Sir Thomas Hoby (1530 – 13 July, 1566) was an English diplomat and translator. He was born in 1530, the second son of William Hoby of Leominster, Herefordshire, by his second wife, Katherine, daughter of John Forden. He matriculated at St. John's College, Cambridge in 1546. Encouraged by his sophisticated half-brother, Sir Philip Hoby, he subsequently visited France, Italy, and other foreign countries, and, as Roger Ascham states, "was many wayes well furnished with learning, and very expert in knowledge of divers tongues." His tour of Italy, which included visits to Calabria and Sicily and which he documented in his autobiography, is the most extensive known to have been undertaken by an Englishman in the 16th century. In this and other respects, it may be regarded as a pioneering Grand Tour.

On 27 June 1558, Hoby married Elizabeth, third daughter of Sir Anthony Cooke, of Gidea Hall, Essex. Elizabeth was a sister-in-law of Lord Burghley and a great friend of Queen Elizabeth I. The two were resident at Bisham Abbey in Berkshire.
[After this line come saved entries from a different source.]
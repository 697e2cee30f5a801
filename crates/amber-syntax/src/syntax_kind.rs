//! Token and node kinds, and the per-kind child shape table.
//!
//! Every layout kind declares its child slots up front: the expected kind of
//! each slot (which doubles as the kind synthesized when a required slot is
//! cleared) and whether the slot is required. All arity checks and missing-node
//! defaults are driven by this table.

use thiserror::Error;

#[allow(non_camel_case_types)]
#[derive(Clone, Copy, Debug, Eq, Hash, Ord, PartialEq, PartialOrd)]
#[repr(u16)]
pub enum SyntaxKind {
    LEFT_PAREN,
    RIGHT_PAREN,
    LEFT_BRACE,
    RIGHT_BRACE,
    EQ,
    PLUS,
    SEMICOLON,

    FN_KW,
    LET_KW,
    NAME,

    NUMBER,

    UNKNOWN,
    EOF,

    SOURCE_FILE,
    FN_DECL,
    LET_STMT,
    EXPR_STMT,
    BINARY_EXPR,
    PAREN_EXPR,
    LITERAL,
    NAME_REF,
    ERROR,

    STMT_LIST,
    ARG_LIST,
}

/// One child slot of a fixed-arity layout kind.
#[derive(Clone, Copy, Debug, Eq, PartialEq)]
pub struct Slot {
    /// Expected kind of the child, and the kind synthesized as a missing
    /// placeholder when a required slot is cleared.
    pub default: SyntaxKind,
    /// Required slots can never be absent; clearing them produces a missing
    /// placeholder. Optional slots store a literal absence instead.
    pub required: bool,
}

impl Slot {
    const fn required(default: SyntaxKind) -> Self {
        Self { default, required: true }
    }

    const fn optional(default: SyntaxKind) -> Self {
        Self { default, required: false }
    }
}

/// The runtime shape a kind dictates for its nodes.
#[derive(Clone, Copy, Debug, Eq, PartialEq)]
pub enum Shape {
    /// Leaf token carrying text and trivia.
    Token,
    /// Layout node with a fixed, per-slot declared child list.
    Fixed(&'static [Slot]),
    /// Homogeneous, variable-length, ordered child sequence.
    Collection,
}

use SyntaxKind::*;

const SOURCE_FILE_SLOTS: &[Slot] = &[Slot::required(STMT_LIST)];

const FN_DECL_SLOTS: &[Slot] = &[
    Slot::required(FN_KW),
    Slot::required(NAME),
    Slot::optional(ARG_LIST),
    Slot::required(LEFT_BRACE),
    Slot::required(STMT_LIST),
    Slot::required(RIGHT_BRACE),
];

const LET_STMT_SLOTS: &[Slot] = &[
    Slot::required(LET_KW),
    Slot::required(NAME),
    Slot::required(EQ),
    Slot::required(ERROR),
    Slot::optional(SEMICOLON),
];

const EXPR_STMT_SLOTS: &[Slot] = &[Slot::required(ERROR), Slot::optional(SEMICOLON)];

const BINARY_EXPR_SLOTS: &[Slot] =
    &[Slot::required(ERROR), Slot::required(PLUS), Slot::required(ERROR)];

const PAREN_EXPR_SLOTS: &[Slot] =
    &[Slot::required(LEFT_PAREN), Slot::required(ERROR), Slot::required(RIGHT_PAREN)];

const LITERAL_SLOTS: &[Slot] = &[Slot::required(NUMBER)];

const NAME_REF_SLOTS: &[Slot] = &[Slot::required(NAME)];

impl SyntaxKind {
    pub const ALL: [Self; 24] = [
        LEFT_PAREN,
        RIGHT_PAREN,
        LEFT_BRACE,
        RIGHT_BRACE,
        EQ,
        PLUS,
        SEMICOLON,
        FN_KW,
        LET_KW,
        NAME,
        NUMBER,
        UNKNOWN,
        EOF,
        SOURCE_FILE,
        FN_DECL,
        LET_STMT,
        EXPR_STMT,
        BINARY_EXPR,
        PAREN_EXPR,
        LITERAL,
        NAME_REF,
        ERROR,
        STMT_LIST,
        ARG_LIST,
    ];

    /// Returns the shape this kind dictates for its nodes.
    pub const fn shape(self) -> Shape {
        match self {
            SOURCE_FILE => Shape::Fixed(SOURCE_FILE_SLOTS),
            FN_DECL => Shape::Fixed(FN_DECL_SLOTS),
            LET_STMT => Shape::Fixed(LET_STMT_SLOTS),
            EXPR_STMT => Shape::Fixed(EXPR_STMT_SLOTS),
            BINARY_EXPR => Shape::Fixed(BINARY_EXPR_SLOTS),
            PAREN_EXPR => Shape::Fixed(PAREN_EXPR_SLOTS),
            LITERAL => Shape::Fixed(LITERAL_SLOTS),
            NAME_REF => Shape::Fixed(NAME_REF_SLOTS),
            STMT_LIST | ARG_LIST | ERROR => Shape::Collection,
            _ => Shape::Token,
        }
    }

    #[inline]
    pub const fn is_token(self) -> bool {
        matches!(self.shape(), Shape::Token)
    }

    #[inline]
    pub const fn is_layout(self) -> bool {
        !self.is_token()
    }

    #[inline]
    pub const fn is_collection(self) -> bool {
        matches!(self.shape(), Shape::Collection)
    }

    /// Returns the slot table for a fixed-arity layout kind.
    #[inline]
    pub const fn slots(self) -> Option<&'static [Slot]> {
        match self.shape() {
            Shape::Fixed(slots) => Some(slots),
            _ => None,
        }
    }

    /// Returns the declared child count for a fixed-arity layout kind.
    #[inline]
    pub const fn arity(self) -> Option<usize> {
        match self.shape() {
            Shape::Fixed(slots) => Some(slots.len()),
            _ => None,
        }
    }
}

/// Fingerprint of the kind-to-shape table shared by a tree's producer and its
/// consumers. A producer records `STRUCTURE_ID`; a consumer verifies it before
/// navigating, since a mismatched table would silently misread child slots.
pub const STRUCTURE_ID: u64 = structure_id();

const FNV_OFFSET: u64 = 0xcbf2_9ce4_8422_2325;
const FNV_PRIME: u64 = 0x0000_0100_0000_01b3;

const fn fnv(hash: u64, value: u64) -> u64 {
    let mut hash = hash;
    let bytes = value.to_le_bytes();
    let mut i = 0;
    while i < bytes.len() {
        hash = (hash ^ bytes[i] as u64).wrapping_mul(FNV_PRIME);
        i += 1;
    }
    hash
}

const fn structure_id() -> u64 {
    let mut hash = FNV_OFFSET;
    let mut i = 0;
    while i < SyntaxKind::ALL.len() {
        let kind = SyntaxKind::ALL[i];
        hash = fnv(hash, kind as u64);
        match kind.shape() {
            Shape::Token => hash = fnv(hash, 0),
            Shape::Collection => hash = fnv(hash, 1),
            Shape::Fixed(slots) => {
                hash = fnv(hash, 2);
                hash = fnv(hash, slots.len() as u64);
                let mut j = 0;
                while j < slots.len() {
                    hash = fnv(hash, slots[j].default as u64);
                    hash = fnv(hash, slots[j].required as u64);
                    j += 1;
                }
            }
        }
        i += 1;
    }
    hash
}

/// The kind-to-shape table a raw-node producer used does not match ours.
#[derive(Clone, Copy, Debug, Eq, PartialEq, Error)]
#[error("syntax structure mismatch: tree built with table {found:#018x}, expected {expected:#018x}")]
pub struct StructureIdMismatch {
    pub expected: u64,
    pub found: u64,
}

/// Checks a producer's structure id against ours.
///
/// Must pass before any tree handed over from that producer is navigated.
pub fn verify_structure_id(found: u64) -> Result<(), StructureIdMismatch> {
    if found == STRUCTURE_ID {
        Ok(())
    } else {
        Err(StructureIdMismatch { expected: STRUCTURE_ID, found })
    }
}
Hoby translated Martin Bucer's Gratulation to the Church of England (1549), and Baldassare Castiglione's Il Cortegiano (1561). The latter translation of The Courtier, entitled The Courtyer of Count Baldessar Castilio, had great popularity and was one of the key books of the English Renaissance. It provided a philosophy of life for the Elizabethan era gentleman. A reading of its pages fitted him for the full assimilation of the elaborate refinements of the new Renaissance society. It furnished his imagination with the symbol of a completely developed individual, an individual who united ethical theory with spontaneity and richness of character.


...
Wikipedia

...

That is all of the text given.